### [Exercise objective]
Write down exactly the lines of the records below, beginning with the first and ending with the line that includes "of memory while".

[Saved data entries]
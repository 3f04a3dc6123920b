//! Error types for the failure prediction pipeline

use thiserror::Error;

/// Errors raised by the pipeline components.
///
/// Degraded aggregations and unseen categories are recovered locally and
/// never surface here.
#[derive(Debug, Error)]
pub enum PipelineError {
    /// A required raw column is absent from the input
    #[error("schema mismatch: missing required column(s): {}", missing.join(", "))]
    SchemaMismatch { missing: Vec<String> },

    /// `transform` called before `fit_transform`
    #[error("feature engineer has not been fitted")]
    Unfitted,

    /// An allocation for the training matrix could not be satisfied
    #[error("out of memory while {stage}: {detail}")]
    OutOfMemory { stage: &'static str, detail: String },

    /// Input file missing or unreadable as telemetry
    #[error("invalid input {path}: {reason}")]
    InvalidInput { path: String, reason: String },

    /// A model or preprocessing artifact failed validation on load
    #[error("invalid artifact: {0}")]
    InvalidArtifact(String),

    /// Training could not proceed with the given data
    #[error("training error: {0}")]
    Training(String),

    /// Generation or batch prediction was cancelled
    #[error("operation cancelled")]
    Cancelled,

    #[error("io error: {0}")]
    Io(#[from] std::io::Error),

    #[error("csv error: {0}")]
    Csv(#[from] csv::Error),

    #[error("json error: {0}")]
    Json(#[from] serde_json::Error),
}

impl PipelineError {
    /// Process exit code for the CLI.
    pub fn exit_code(&self) -> u8 {
        match self {
            PipelineError::SchemaMismatch { .. } | PipelineError::InvalidInput { .. } => 2,
            PipelineError::OutOfMemory { .. } => 3,
            _ => 1,
        }
    }
}

pub type Result<T> = std::result::Result<T, PipelineError>;

#[cfg(test)]
mod tests {
    use super::*;

    #[test]
    fn test_exit_codes() {
        let schema = PipelineError::SchemaMismatch {
            missing: vec!["timestamp".to_string()],
        };
        assert_eq!(schema.exit_code(), 2);
        assert!(schema.to_string().contains("timestamp"));

        let oom = PipelineError::OutOfMemory {
            stage: "preparing data",
            detail: "capacity overflow".to_string(),
        };
        assert_eq!(oom.exit_code(), 3);
        assert_eq!(PipelineError::Unfitted.exit_code(), 1);
    }
}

### [Written solution]
repository 3f04a3dc6123920b
//! Error types for the failure prediction pipeline

use thiserror::Error;

/// Errors raised by the pipeline components.
///
/// Degraded aggregations and unseen categories are recovered locally and
/// never surface here.
#[derive(Debug, Error)]
pub enum PipelineError {
    /// A required raw column is absent from the input
    #[error("schema mismatch: missing required column(s): {}", missing.join(", "))]
    SchemaMismatch { missing: Vec<String> },

    /// `transform` called before `fit_transform`
    #[error("feature engineer has not been fitted")]
    Unfitted,

    /// An allocation for the training matrix could not be satisfied
    #[error("out of memory while {stage}: {detail}")]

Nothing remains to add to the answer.